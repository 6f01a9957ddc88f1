//! End-to-end reads over the bundled reqwest transport against a local mock service.

#![cfg(feature = "reqwest")]

// crates.io
use httpmock::prelude::*;
use serde_json::json;
use time::Duration;
use url::Url;
// self
use policyhawk::{
	auth::{Credentials, OrganizationId, RuleId, RulesetId, SecretKey, UserId},
	client::{PolicyClient, ReqwestPolicyClient},
	error::Error,
	retry::RetryPolicy,
	service::ServiceDescriptor,
};

const AUTHORIZATION_SHAPE: &str =
	r#"^Hawk id="observer-1", ts="\d+", nonce="[0-9A-Za-z]{8}", ext="org-42", mac=".+"$"#;

fn build_client(server: &MockServer) -> ReqwestPolicyClient {
	let descriptor = ServiceDescriptor::new(
		Url::parse(&server.base_url()).expect("Failed to parse mock server URL."),
		OrganizationId::new("org-42").expect("Failed to build organization identifier."),
	)
	.expect("Failed to build service descriptor.");
	let credentials = Credentials::new(
		UserId::new("observer-1").expect("Failed to build user identifier."),
		SecretKey::new("super-secret").expect("Failed to build secret key."),
	);

	PolicyClient::new(descriptor, credentials)
}

fn zero_delay(max_attempts: u32) -> RetryPolicy {
	RetryPolicy::new(max_attempts, Duration::ZERO).expect("Failed to build retry policy.")
}

#[tokio::test]
async fn ruleset_read_is_signed_and_normalized() {
	let server = MockServer::start_async().await;
	let mock = server
		.mock_async(|when, then| {
			when.method(GET)
				.path("/v2/rulesets/base")
				.header("content-type", "application/json")
				.header_matches("authorization", AUTHORIZATION_SHAPE);
			then.status(200).json_body(json!({
				"id": "base",
				"name": "Base Policy",
				"rules": ["rule-1"],
				"updatedAt": "2026-01-01T00:00:00Z",
				"createdAt": "2025-01-01T00:00:00Z",
			}));
		})
		.await;
	let client = build_client(&server);
	let ruleset = RulesetId::new("base").expect("Failed to build ruleset identifier.");
	let value = client.ruleset(&ruleset).await.expect("Signed read should succeed.");

	mock.assert_async().await;
	assert_eq!(value, json!({"id": "base", "name": "Base Policy", "rules": ["rule-1"]}));
}

#[tokio::test]
async fn rule_listing_normalizes_each_element() {
	let server = MockServer::start_async().await;
	let mock = server
		.mock_async(|when, then| {
			when.method(GET)
				.path("/v2/rulesets/base/rules")
				.header_matches("authorization", AUTHORIZATION_SHAPE);
			then.status(200).json_body(json!({
				"id": "base",
				"updatedAt": "2026-01-01T00:00:00Z",
				"rules": [
					{"id": "rule-1", "rulesetId": "base", "updatedAt": "x", "createdAt": "y"},
					{"id": "rule-2", "rulesetId": "base", "title": "Root login"},
				],
			}));
		})
		.await;
	let client = build_client(&server);
	let ruleset = RulesetId::new("base").expect("Failed to build ruleset identifier.");
	let value = client.ruleset_rules(&ruleset).await.expect("Signed read should succeed.");

	mock.assert_async().await;
	// Parent untouched, every element write-compatible.
	assert_eq!(value["updatedAt"], "2026-01-01T00:00:00Z");
	assert_eq!(
		value["rules"],
		json!([{"id": "rule-1"}, {"id": "rule-2", "title": "Root login"}]),
	);
}

#[tokio::test]
async fn ruleset_listing_is_returned_verbatim() {
	let server = MockServer::start_async().await;
	let listing = json!({
		"rulesets": [{"id": "base", "updatedAt": "2026-01-01T00:00:00Z"}],
	});
	let mock = server
		.mock_async(|when, then| {
			when.method(GET)
				.path("/v2/rulesets")
				.header_matches("authorization", AUTHORIZATION_SHAPE);
			then.status(200).json_body(listing.clone());
		})
		.await;
	let client = build_client(&server);
	let value = client.rulesets().await.expect("Signed read should succeed.");

	mock.assert_async().await;
	assert_eq!(value, listing);
}

#[tokio::test]
async fn tag_read_drops_the_embedded_error_block() {
	let server = MockServer::start_async().await;
	let mock = server
		.mock_async(|when, then| {
			when.method(GET)
				.path("/v2/rules/rule-1/tags")
				.header_matches("authorization", AUTHORIZATION_SHAPE);
			then.status(200).json_body(json!({
				"tags": [{"source": "ec2", "key": "role", "value": "web"}],
				"errors": ["instance i-123 unreachable"],
			}));
		})
		.await;
	let client = build_client(&server);
	let rule = RuleId::new("rule-1").expect("Failed to build rule identifier.");
	let value = client.rule_tags(&rule).await.expect("Signed read should succeed.");

	mock.assert_async().await;
	assert_eq!(value, json!({"tags": [{"source": "ec2", "key": "role", "value": "web"}]}));
}

#[tokio::test]
async fn throttled_reads_retry_up_to_the_bound() {
	let server = MockServer::start_async().await;
	let mock = server
		.mock_async(|when, then| {
			when.method(GET).path("/v2/rulesets/base");
			then.status(429).body("slow down");
		})
		.await;
	let client = build_client(&server).with_retry_policy(zero_delay(2));
	let ruleset = RulesetId::new("base").expect("Failed to build ruleset identifier.");
	let err = client
		.ruleset(&ruleset)
		.await
		.expect_err("A permanently throttled endpoint must exhaust the budget.");

	mock.assert_calls_async(2).await;

	match err {
		Error::RetryLimitExceeded { cause, attempts } => {
			assert_eq!(attempts, 2);
			assert!(
				matches!(*cause, Error::RateLimited { code: 429, ref message } if message == "slow down"),
			);
		},
		other => panic!("Unexpected error variant: {other:?}."),
	}
}
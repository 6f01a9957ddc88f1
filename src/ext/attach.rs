//! Header-attachment contracts that let downstream crates carry freshly minted
//! authorization headers on arbitrary HTTP clients.

// self
use crate::sign::SignedRequest;

/// Describes how to attach a [`SignedRequest`]'s header to an outbound request without
/// constraining the HTTP client type.
///
/// The trait is intentionally generic over both the request and error types so implementers
/// can integrate with any client builder (`reqwest`, `surf`, a bespoke SDK, etc.) while the
/// signing core stays free of those dependencies. Implementations must attach the header of
/// the [`SignedRequest`] they were handed and nothing older: headers are single-use.
pub trait SignRequestExt<Request, Error>
where
	Self: Send + Sync,
{
	/// Consumes (or clones) the provided request and injects the `Authorization` and
	/// `Content-Type` headers derived from the [`SignedRequest`].
	fn attach_authorization(
		&self,
		request: Request,
		signed: &SignedRequest,
	) -> Result<Request, Error>;
}
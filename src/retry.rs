//! Explicit retry policies for transient service failures.
//!
//! A [`RetryPolicy`] owns both knobs the retry loop needs, the attempt budget and the fixed
//! pause between attempts, so no call site can schedule a retry without stating its delay.
//! Control flow is an explicit loop over attempts returning [`RetryOutcome`]; failures never
//! unwind the loop from the inside.

// self
use crate::{_prelude::*, error::ConfigError, obs};

const DEFAULT_MAX_ATTEMPTS: u32 = 3;
const DEFAULT_DELAY: Duration = Duration::seconds(30);

/// Outcome of driving one operation through a [`RetryPolicy`].
#[derive(Debug)]
pub enum RetryOutcome<T> {
	/// Operation succeeded within the attempt budget.
	Success(T),
	/// Bounded policy spent every attempt on retryable failures.
	Exhausted {
		/// Last retryable failure observed before giving up.
		last_error: Error,
		/// Attempts consumed, equal to the configured bound.
		attempts: u32,
	},
}

/// Attempt budget plus the fixed pause applied between attempts.
///
/// `max_attempts == 0` retries indefinitely until success; any positive bound terminates
/// with [`RetryOutcome::Exhausted`] once spent. The policy carries no state across calls
/// and may drive any number of operations concurrently.
#[derive(Clone, Debug)]
pub struct RetryPolicy {
	max_attempts: u32,
	delay: Duration,
	retryable: fn(&Error) -> bool,
}
impl RetryPolicy {
	/// Creates a policy with the given attempt budget and fixed inter-attempt delay.
	///
	/// The delay is a required parameter on purpose; a negative value is a configuration
	/// error rather than a silent clamp.
	pub fn new(max_attempts: u32, delay: Duration) -> Result<Self, ConfigError> {
		if delay.is_negative() {
			return Err(ConfigError::NegativeRetryDelay { delay });
		}

		Ok(Self { max_attempts, delay, retryable: Error::is_retryable })
	}

	/// Overrides which failures the policy retries.
	///
	/// Defaults to [`Error::is_retryable`]; anything outside the predicate propagates
	/// immediately without consuming the budget.
	pub fn retry_when(mut self, retryable: fn(&Error) -> bool) -> Self {
		self.retryable = retryable;

		self
	}

	/// Returns the configured attempt budget (`0` meaning unbounded).
	pub fn max_attempts(&self) -> u32 {
		self.max_attempts
	}

	/// Returns the fixed pause applied between attempts.
	pub fn delay(&self) -> Duration {
		self.delay
	}

	/// Drives `operation` until success, a non-retryable failure, or attempt exhaustion.
	///
	/// Non-retryable failures surface as `Err` after exactly one invocation of the
	/// operation that raised them; retryable failures are re-attempted after the
	/// configured pause. Telemetry observes every retried attempt, but the returned value
	/// is exactly what the final invocation produced.
	pub async fn execute<T, F, Fut>(&self, mut operation: F) -> Result<RetryOutcome<T>>
	where
		F: FnMut() -> Fut,
		Fut: Future<Output = Result<T>>,
	{
		let mut attempts: u32 = 0;

		loop {
			attempts = attempts.saturating_add(1);

			match operation().await {
				Ok(value) => return Ok(RetryOutcome::Success(value)),
				Err(failure) if (self.retryable)(&failure) => {
					if self.max_attempts != 0 && attempts >= self.max_attempts {
						return Ok(RetryOutcome::Exhausted { last_error: failure, attempts });
					}

					#[cfg(feature = "tracing")]
					tracing::debug!(attempt = attempts, failure = %failure, "Retrying transient failure.");

					obs::record_retry_attempt();
					self.pause().await;
				},
				Err(failure) => return Err(failure),
			}
		}
	}

	/// Like [`execute`](Self::execute), folding exhaustion into
	/// [`Error::RetryLimitExceeded`] with the last cause attached.
	pub async fn run<T, F, Fut>(&self, operation: F) -> Result<T>
	where
		F: FnMut() -> Fut,
		Fut: Future<Output = Result<T>>,
	{
		match self.execute(operation).await? {
			RetryOutcome::Success(value) => Ok(value),
			RetryOutcome::Exhausted { last_error, attempts } =>
				Err(Error::RetryLimitExceeded { cause: Box::new(last_error), attempts }),
		}
	}

	async fn pause(&self) {
		// Non-negativity is enforced at construction, so the conversion cannot fail.
		let delay = std::time::Duration::try_from(self.delay).unwrap_or_default();

		tokio::time::sleep(delay).await;
	}
}
impl Default for RetryPolicy {
	fn default() -> Self {
		Self {
			max_attempts: DEFAULT_MAX_ATTEMPTS,
			delay: DEFAULT_DELAY,
			retryable: Error::is_retryable,
		}
	}
}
------
▶ _What to work on_
Whenever "feature" shows up in a line of the listing, copy that whole line.

▶ _Exercise response_
#![cfg(feature = "reqwest")]
					#[cfg(feature = "tracing")]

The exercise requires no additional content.